So there you have it, the most verbose chicken soup recipe on record.

Brainspew

September 5th, 2011

It is September 5, 2011, and I’m already sick of the 9/11 anniversary shit going on.  I agree that 9/11 is something that should be remembered but I’m as close to 100% sure as any human can be that it will be incorrectly remembered.  I say that not because I’m a cynical asshole but because of the previous nine years of fictional remembrance I’ve witnessed.  Also, because of it being the tenth anniversary and all, there seems to be this overly-patriotic celebration of how rad-ass America is as well as the (sadly) expected tie-ins to entertainment news, both of which are ugly and obscene and are the reason I’m so fucking grateful that I’ll be out of the country while it’s happening.

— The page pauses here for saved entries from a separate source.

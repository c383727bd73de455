//! `tg-mcp-client` — backend connection manager for the ToolGate gateway.
//!
//! This crate provides:
//! - JSON-RPC 2.0 protocol types for the MCP dialect the gateway speaks.
//! - An HTTP-POST transport with cached `Mcp-Session-Id` sessions,
//!   single-flight session acquisition, and one retry after session loss.
//! - An SSE transport: one long-lived reader task per backend, endpoint
//!   discovery from the first `event: endpoint` frame, response correlation
//!   by request id, and bounded reconnection.
//! - A [`ConnectionManager`] that picks the transport from the backend URL
//!   (`/sse` suffix = SSE, anything else = HTTP POST) and surfaces one
//!   uniform [`ToolBackend`] contract to discovery, health, and the router.
//!
//! # Usage
//!
//! ```rust,ignore
//! use tg_mcp_client::{ConnectionManager, ToolBackend};
//!
//! let manager = ConnectionManager::new(&config.backends)?;
//! let tools = manager.list_tools("http://localhost:8001/mcp").await?;
//! let result = manager
//!     .call_tool("http://localhost:8001/mcp", "sum", json!({"a": 1, "b": 2}))
//!     .await?;
//! ```

pub mod http;
pub mod manager;
pub mod protocol;
pub mod sse;

// Re-exports for convenience.
pub use manager::{ConnectionManager, McpClientError, ToolBackend};
pub use protocol::{JsonRpcError, ToolDef};
//! Command-line interface and config loading.

use std::path::{Path, PathBuf};

use anyhow::Context;
use clap::{Parser, Subcommand};

use tg_domain::config::{Config, ConfigSeverity};

#[derive(Debug, Parser)]
#[command(name = "toolgate", about = "Multi-tenant MCP tools gateway")]
pub struct Cli {
    #[command(subcommand)]
    pub command: Option<Command>,

    /// Path to the TOML config file. Falls back to `$TG_CONFIG`, then
    /// `./toolgate.toml`, then built-in defaults.
    #[arg(long, global = true)]
    pub config: Option<PathBuf>,
}

#[derive(Debug, Subcommand)]
pub enum Command {
    /// Run the gateway server (default).
    Serve,
    /// Config utilities.
    #[command(subcommand)]
    Config(ConfigCommand),
    /// Print the version.
    Version,
}

#[derive(Debug, Subcommand)]
pub enum ConfigCommand {
    /// Validate the config file and report every issue.
    Validate,
    /// Print the effective config as TOML.
    Show,
}

/// Load the config from the given path, `$TG_CONFIG`, or `./toolgate.toml`.
/// A missing file yields the built-in defaults.
pub fn load_config(cli_path: Option<&Path>) -> anyhow::Result<(Config, PathBuf)> {
    let path = cli_path
        .map(Path::to_path_buf)
        .or_else(|| std::env::var("TG_CONFIG").ok().map(PathBuf::from))
        .unwrap_or_else(|| PathBuf::from("toolgate.toml"));

    if !path.exists() {
        tracing::info!(path = %path.display(), "no config file found, using defaults");
        return Ok((Config::default(), path));
    }

    let raw = std::fs::read_to_string(&path)
        .with_context(|| format!("reading config file {}", path.display()))?;
    let config: Config = toml::from_str(&raw)
        .with_context(|| format!("parsing config file {}", path.display()))?;
    Ok((config, path))
}

/// `toolgate config validate`: print every issue, return overall validity.
pub fn validate(config: &Config, path: &Path) -> bool {
    let issues = config.validate();
    if issues.is_empty() {
        println!("{}: OK", path.display());
        return true;
    }
    for issue in &issues {
        println!("{issue}");
    }
    !issues
        .iter()
        .any(|i| i.severity == ConfigSeverity::Error)
}

/// `toolgate config show`: print the effective config.
pub fn show(config: &Config) {
    match toml::to_string_pretty(config) {
        Ok(rendered) => println!("{rendered}"),
        Err(e) => eprintln!("failed to render config: {e}"),
    }
}
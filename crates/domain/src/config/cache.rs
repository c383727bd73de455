use serde::{Deserialize, Serialize};

// ━━━━━━━━━━━━━━━━━━━━━━━━━━━━━━━━━━━━━━━━━━━━━━━━━━━━━━━━━━━━━━━━━━
// Permission cache
// ━━━━━━━━━━━━━━━━━━━━━━━━━━━━━━━━━━━━━━━━━━━━━━━━━━━━━━━━━━━━━━━━━━

#[derive(Debug, Clone, Serialize, Deserialize)]
pub struct PermissionCacheConfig {
    /// Entry lifetime. Mutations invalidate eagerly; the TTL is the
    /// fallback expiry.
    #[serde(default = "d_ttl")]
    pub ttl_secs: u64,
    /// Hard cap on cached users; least-recently-accessed entries are
    /// evicted beyond this.
    #[serde(default = "d_max_entries")]
    pub max_entries: usize,
}

impl Default for PermissionCacheConfig {
    fn default() -> Self {
        Self {
            ttl_secs: d_ttl(),
            max_entries: d_max_entries(),
        }
    }
}

// ── serde default helpers ───────────────────────────────────────────

fn d_ttl() -> u64 {
    300
}
fn d_max_entries() -> usize {
    50_000
}
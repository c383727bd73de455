//! The RBAC engine: deny-by-default decisions over users, roles, and
//! per-tool role grants.
//!
//! Every decision goes through the permission cache; population is
//! read-through (fetch user, union role permissions, derive the admin /
//! tool-execute / tool-manage booleans). Every mutation that can change a
//! decision invalidates the affected entries — per-user where the user is
//! known, per-role (with a full-clear fallback) where a role changed.

use std::collections::BTreeSet;
use std::sync::Arc;
use std::sync::OnceLock;

use chrono::Utc;
use regex::Regex;
use sha2::{Digest, Sha256};

use tg_store::{GatewayStore, RoleRecord, StoreError, StoreResult, ToolGrant, UserRecord};

use crate::cache::{CacheStats, PermissionCache, PermissionSnapshot};
use crate::permission::Permission;

/// What a user may run on one server.
///
/// `Unrestricted` is distinct from an empty allow-list: admins and
/// `tool:manage` holders see everything, while a user whose grants cover
/// none of the server's tools sees nothing.
#[derive(Debug, Clone, PartialEq, Eq)]
pub enum ToolAccess {
    Unrestricted,
    Restricted(BTreeSet<String>),
}

/// Role-based access control engine. One per process, shared via `Arc`.
pub struct RbacEngine {
    store: Arc<GatewayStore>,
    cache: PermissionCache,
}
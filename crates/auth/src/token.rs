//! Bearer token issuing and verification.
//!
//! Wire format: `v1.<base64url(claims JSON)>.<base64url(HMAC-SHA256)>`,
//! unpadded. The signature covers the encoded payload. Verification
//! tolerates [`CLOCK_SKEW_SECS`] of clock skew on `iat`/`exp`.
//!
//! Key rotation is an operational concern: the secret comes from the
//! environment at startup, and changing it invalidates outstanding tokens.

use base64::engine::general_purpose::URL_SAFE_NO_PAD;
use base64::Engine;
use chrono::Utc;
use hmac::{Hmac, Mac};
use serde::{Deserialize, Serialize};
use sha2::Sha256;
use subtle::ConstantTimeEq;

use tg_store::UserRecord;

type HmacSha256 = Hmac<Sha256>;

/// Tolerated clock skew, applied to both `exp` and `iat`.
pub const CLOCK_SKEW_SECS: i64 = 30;

const TOKEN_PREFIX: &str = "v1";

/// Identity claims carried by a bearer token.
#[derive(Debug, Clone, Serialize, Deserialize)]
pub struct Claims {
    /// Subject: the gateway `user_id`.
    pub sub: String,
    pub email: String,
    #[serde(default)]
    pub name: Option<String>,
    /// `"local"` or the OAuth provider id used to log in.
    pub provider: String,
    /// Issued-at, Unix seconds.
    pub iat: i64,
    /// Expiry, Unix seconds.
    pub exp: i64,
}

/// Errors from token verification.
#[derive(Debug, thiserror::Error, PartialEq, Eq)]
pub enum TokenError {
    #[error("malformed token")]
    Malformed,

    #[error("invalid token signature")]
    BadSignature,

    #[error("token expired")]
    Expired,

    #[error("token not yet valid")]
    NotYetValid,
}

/// Signs and verifies the gateway's bearer tokens.
pub struct TokenIssuer {
    secret: Vec<u8>,
    ttl_secs: i64,
}

impl TokenIssuer {
    pub fn new(secret: Vec<u8>, ttl_secs: u64) -> Self {
        Self {
            secret,
            ttl_secs: ttl_secs as i64,
        }
    }

    /// Issue a token for a user who just authenticated via `provider`.
    pub fn issue(&self, user: &UserRecord, provider: &str) -> String {
        let now = Utc::now().timestamp();
        let claims = Claims {
            sub: user.user_id.clone(),
            email: user.email.clone(),
            name: user.name.clone(),
            provider: provider.to_string(),
            iat: now,
            exp: now + self.ttl_secs,
        };
        self.encode(&claims)
    }

    fn encode(&self, claims: &Claims) -> String {
        let payload = serde_json::to_vec(claims).expect("claims serialize to JSON");
        let payload_b64 = URL_SAFE_NO_PAD.encode(payload);
        let sig_b64 = URL_SAFE_NO_PAD.encode(self.sign(payload_b64.as_bytes()));
        format!("{TOKEN_PREFIX}.{payload_b64}.{sig_b64}")
    }

    fn sign(&self, payload: &[u8]) -> Vec<u8> {
        let mut mac =
            HmacSha256::new_from_slice(&self.secret).expect("HMAC accepts any key length");
        mac.update(payload);
        mac.finalize().into_bytes().to_vec()
    }

    /// Verify a token and return its claims.
    pub fn verify(&self, token: &str) -> Result<Claims, TokenError> {
        let mut parts = token.split('.');
        let (prefix, payload_b64, sig_b64) = match (parts.next(), parts.next(), parts.next()) {
            (Some(p), Some(c), Some(s)) if parts.next().is_none() => (p, c, s),
            _ => return Err(TokenError::Malformed),
        };
        if prefix != TOKEN_PREFIX {
            return Err(TokenError::Malformed);
        }

        let provided_sig = URL_SAFE_NO_PAD
            .decode(sig_b64)
            .map_err(|_| TokenError::Malformed)?;
        let expected_sig = self.sign(payload_b64.as_bytes());
        // Constant-time comparison to prevent timing attacks.
        if provided_sig.ct_eq(expected_sig.as_slice()).unwrap_u8() != 1 {
            return Err(TokenError::BadSignature);
        }

        let payload = URL_SAFE_NO_PAD
            .decode(payload_b64)
            .map_err(|_| TokenError::Malformed)?;
        let claims: Claims =
            serde_json::from_slice(&payload).map_err(|_| TokenError::Malformed)?;

        let now = Utc::now().timestamp();
        if now > claims.exp + CLOCK_SKEW_SECS {
            return Err(TokenError::Expired);
        }
        if claims.iat - CLOCK_SKEW_SECS > now {
            return Err(TokenError::NotYetValid);
        }
        Ok(claims)
    }
}

// ━━━━━━━━━━━━━━━━━━━━━━━━━━━━━━━━━━━━━━━━━━━━━━━━━━━━━━━━━━━━━━━━━━
// Tests
// ━━━━━━━━━━━━━━━━━━━━━━━━━━━━━━━━━━━━━━━━━━━━━━━━━━━━━━━━━━━━━━━━━━

#[cfg(test)]
mod tests {
    use super::*;

    fn issuer() -> TokenIssuer {
        TokenIssuer::new(b"test-secret".to_vec(), 3600)
    }

    fn user() -> UserRecord {
        UserRecord::new("alice@example.com", Some("Alice".into()), "local")
    }

    #[test]
    fn issue_then_verify_round_trips() {
        let issuer = issuer();
        let user = user();
        let token = issuer.issue(&user, "local");
        let claims = issuer.verify(&token).unwrap();
        assert_eq!(claims.sub, user.user_id);
        assert_eq!(claims.email, "alice@example.com");
        assert_eq!(claims.provider, "local");
        assert!(claims.exp > claims.iat);
    }

    #[test]
    fn tampered_payload_rejected() {
        let issuer = issuer();
        let token = issuer.issue(&user(), "local");
        let mut parts: Vec<&str> = token.split('.').collect();
        let forged = URL_SAFE_NO_PAD.encode(b"{\"sub\":\"evil\"}");
        parts[1] = &forged;
        let forged_token = parts.join(".");
        assert_eq!(
            issuer.verify(&forged_token).unwrap_err(),
            TokenError::BadSignature
        );
    }

    #[test]
    fn wrong_secret_rejected() {
        let token = issuer().issue(&user(), "local");
        let other = TokenIssuer::new(b"other-secret".to_vec(), 3600);
        assert_eq!(other.verify(&token).unwrap_err(), TokenError::BadSignature);
    }

    #[test]
    fn garbage_is_malformed() {
        let issuer = issuer();
        assert_eq!(issuer.verify("").unwrap_err(), TokenError::Malformed);
        assert_eq!(issuer.verify("a.b").unwrap_err(), TokenError::Malformed);
        assert_eq!(
            issuer.verify("v2.abc.def").unwrap_err(),
            TokenError::Malformed
        );
        assert_eq!(
            issuer.verify("v1.!!!.???").unwrap_err(),
            TokenError::Malformed
        );
    }

    #[test]
    fn expired_token_rejected_beyond_skew() {
        let issuer = issuer();
        let now = Utc::now().timestamp();
        let claims = Claims {
            sub: "u1".into(),
            email: "a@x.com".into(),
            name: None,
            provider: "local".into(),
            iat: now - 7200,
            exp: now - CLOCK_SKEW_SECS - 10,
        };
        let token = issuer.encode(&claims);
        assert_eq!(issuer.verify(&token).unwrap_err(), TokenError::Expired);
    }

    #[test]
    fn expiry_within_skew_tolerated() {
        let issuer = issuer();
        let now = Utc::now().timestamp();
        let claims = Claims {
            sub: "u1".into(),
            email: "a@x.com".into(),
            name: None,
            provider: "local".into(),
            iat: now - 3600,
            exp: now - 5,
        };
        let token = issuer.encode(&claims);
        assert!(issuer.verify(&token).is_ok());
    }

    #[test]
    fn future_iat_beyond_skew_rejected() {
        let issuer = issuer();
        let now = Utc::now().timestamp();
        let claims = Claims {
            sub: "u1".into(),
            email: "a@x.com".into(),
            name: None,
            provider: "local".into(),
            iat: now + 300,
            exp: now + 3900,
        };
        let token = issuer.encode(&claims);
        assert_eq!(issuer.verify(&token).unwrap_err(), TokenError::NotYetValid);
    }
}
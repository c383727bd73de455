//! `tg-gateway` — the ToolGate gateway binary.
//!
//! Wires the store, RBAC engine, auth surface, connection manager, health
//! monitor, and discovery service into one axum application exposing:
//! - the unified MCP endpoint (`POST /mcp`)
//! - the auth surface (`/auth/*`)
//! - the admin API (`/admin/*`)

pub mod api;
pub mod bootstrap;
pub mod cli;
pub mod runtime;
pub mod state;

I’m leaving town tonight so I don’t have time to develop this into a more fully-thought-out idea but I want to mention it anyway.  A few weeks ago I was watching some dipshit pundit on television ranting against Muslims and citing the attacks on 9/11 as one of the reasons their presence and culture shouldn’t be tolerated in this country.  It occurred to me that these people always focus on the attackers being Muslim and never on them also being assholes.  It always amazes me that assholes never get called out for being assholes and instead get called out for being whatever it is about them that makes them different from the people they’ve angered.  Atheists love to attack nut-bar Christians for murdering abortion doctors.  Nut-bar Christians love to attack Muslim terrorists for bombing innocent civilians.  In both cases no one is getting angry over the fact that the offending group are a bunch of murderous assholes.  Amazing.  And in the case of the television “pundits” I honestly think it’s self-preservation.  If society got it into it’s head that assholes were the cause of our woes, and that they shouldn’t be tolerated, these fuckheads on TV would have about 24 hours to get out of the country alive.

Television pundits are worse than Muslims ten times out of ten.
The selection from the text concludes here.